> **WORK REQUEST**: Every line of the records that holds the word "StreamPayload" should be copied.

▬▬▬▬▬▬▬▬▬▬

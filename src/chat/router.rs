// SPDX-License-Identifier: AGPL-3.0-or-later
// Copyright (C) 2025 Blackman Artificial Intelligence Technologies Inc.

//! Event routing
//!
//! Decides what one assembled SSE event means for the current turn. Routing
//! is synchronous and side-effect free apart from the accumulator; the
//! controller applies the resulting [`RouteAction`] to observers and state.

use serde_json::Value;

use crate::chat::accumulator::AccumulatorState;
use crate::chat::classify::{classify_in_band, ChatError};
use crate::chat::message::{parse_limit_info, ChatMessage, FunctionResult, StreamPayload};
use crate::sse::{AssembledEvent, SsePayload, DEFAULT_EVENT};

pub const THINKING_EVENT: &str = "thinking";
pub const LIMIT_REACHED_EVENT: &str = "limit_reached";
pub const REFRESH_CHARACTERS_EVENT: &str = "refresh_characters";
pub const REFRESH_REPORTS_EVENT: &str = "refresh_reports";
pub const FUNCTION_EVENT_PREFIX: &str = "function_";

/// Why an event produced no action
#[derive(Debug, Clone, Copy, PartialEq, Eq)]
pub enum IgnoreReason {
    /// The payload was not valid JSON
    Malformed,
    /// Nothing this router acts on: an unknown event, a function call
    /// without a result, or a message without content
    Empty,
}

/// Outcome of routing one event
#[derive(Debug, Clone, PartialEq)]
pub enum RouteAction {
    /// `[DONE]` sentinel
    Done,
    /// Quota exhausted; carries the synthetic assistant notice
    LimitReached(ChatMessage),
    /// In-band error reported by the server
    Error(ChatError),
    /// Cumulative thinking text after this delta
    Thinking(String),
    RefreshCharacters(Value),
    RefreshReports(Value),
    /// Standalone message carrying a function result
    FunctionResult(ChatMessage),
    /// Cumulative live text after this partial chunk
    Partial(String),
    /// The finished assistant message
    Final(ChatMessage),
    /// The event belongs to a turn that is no longer active
    Stale,
    Ignored(IgnoreReason),
}

impl RouteAction {
    /// Whether this action completes the turn and stops the read loop.
    pub fn ends_turn(&self) -> bool {
        matches!(
            self,
            RouteAction::Done | RouteAction::LimitReached(_) | RouteAction::Final(_)
        )
    }
}

/// A routed event plus the session id it carried, if any
#[derive(Debug, Clone, PartialEq)]
pub struct Routed {
    pub action: RouteAction,
    pub session_id: Option<String>,
}

impl Routed {
    fn new(action: RouteAction) -> Self {
        Self {
            action,
            session_id: None,
        }
    }
}

/// Stateless event router; all turn state lives in [`AccumulatorState`].
#[derive(Debug, Default, Clone, Copy)]
pub struct EventRouter;

impl EventRouter {
    pub fn new() -> Self {
        Self
    }

    /// Route one event that arrived while reading the stream of `turn`.
    pub fn route(&self, event: &AssembledEvent, turn: u64, acc: &mut AccumulatorState) -> Routed {
        if !acc.is_active(turn) {
            tracing::debug!(
                target: "seer.chat.router",
                turn,
                active = ?acc.active_turn(),
                event = %event.event,
                "dropping event from inactive turn"
            );
            return Routed::new(RouteAction::Stale);
        }

        let raw = match &event.payload {
            SsePayload::Done => return Routed::new(RouteAction::Done),
            SsePayload::Data(raw) => raw,
        };

        let value: Value = match serde_json::from_str(raw) {
            Ok(value) => value,
            Err(err) => {
                tracing::warn!(
                    target: "seer.chat.router",
                    event = %event.event,
                    error = %err,
                    "skipping malformed data line"
                );
                return Routed::new(RouteAction::Ignored(IgnoreReason::Malformed));
            }
        };

        let typed = if value.is_object() {
            serde_json::from_value(value.clone())
        } else {
            Err(serde::de::Error::custom(format!("expected a JSON object, got {}", value)))
        };
        let payload: StreamPayload = match typed {
            Ok(payload) => payload,
            Err(err) => {
                tracing::warn!(
                    target: "seer.chat.router",
                    event = %event.event,
                    error = %err,
                    "skipping data line that is not a JSON object"
                );
                return Routed::new(RouteAction::Ignored(IgnoreReason::Malformed));
            }
        };
        let session_id = payload.session_id().map(str::to_string);
        let action = self.route_payload(&event.event, value, &payload, acc);

        Routed { action, session_id }
    }

    fn route_payload(
        &self,
        event: &str,
        value: Value,
        payload: &StreamPayload,
        acc: &mut AccumulatorState,
    ) -> RouteAction {
        if event == LIMIT_REACHED_EVENT {
            let info = parse_limit_info(&value);
            acc.take();
            return RouteAction::LimitReached(ChatMessage::assistant(info.message.clone()).with_limit(info));
        }

        if let Some(error) = payload.in_band_error() {
            return RouteAction::Error(classify_in_band(&error));
        }

        if event == THINKING_EVENT {
            if let Some(thinking) = payload.thinking_text() {
                return RouteAction::Thinking(acc.append_thinking(thinking).to_string());
            }
        }

        match event {
            REFRESH_CHARACTERS_EVENT => return RouteAction::RefreshCharacters(value),
            REFRESH_REPORTS_EVENT => return RouteAction::RefreshReports(value),
            _ => {}
        }

        if event.starts_with(FUNCTION_EVENT_PREFIX) {
            if let Some(data) = payload.function_result() {
                let result = FunctionResult {
                    name: event.to_string(),
                    data: data.clone(),
                };
                return RouteAction::FunctionResult(
                    ChatMessage::assistant("").with_function_result(result),
                );
            }
        }

        let carries_message = payload.content.is_some() || value.get("partial").is_some();
        if event != DEFAULT_EVENT || !carries_message {
            tracing::debug!(target: "seer.chat.router", event, "ignoring event without message content");
            return RouteAction::Ignored(IgnoreReason::Empty);
        }

        if payload.partial {
            return match payload.text() {
                Some(text) if !text.is_empty() => {
                    RouteAction::Partial(acc.apply_partial(text).to_string())
                }
                _ => RouteAction::Ignored(IgnoreReason::Empty),
            };
        }

        acc.apply_final(payload.text());
        let (text, thinking) = acc.take();
        let mut message = ChatMessage::assistant(text).with_thinking(thinking);
        if let Some(id) = payload.message_id() {
            message = message.with_id(id);
        }
        RouteAction::Final(message)
    }
}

▬▬▬▬▬▬▬▬▬▬

> **RESULT OF THIS TASK**:
use crate::chat::message::{parse_limit_info, ChatMessage, FunctionResult, StreamPayload};
        let payload: StreamPayload = match typed {
        payload: &StreamPayload,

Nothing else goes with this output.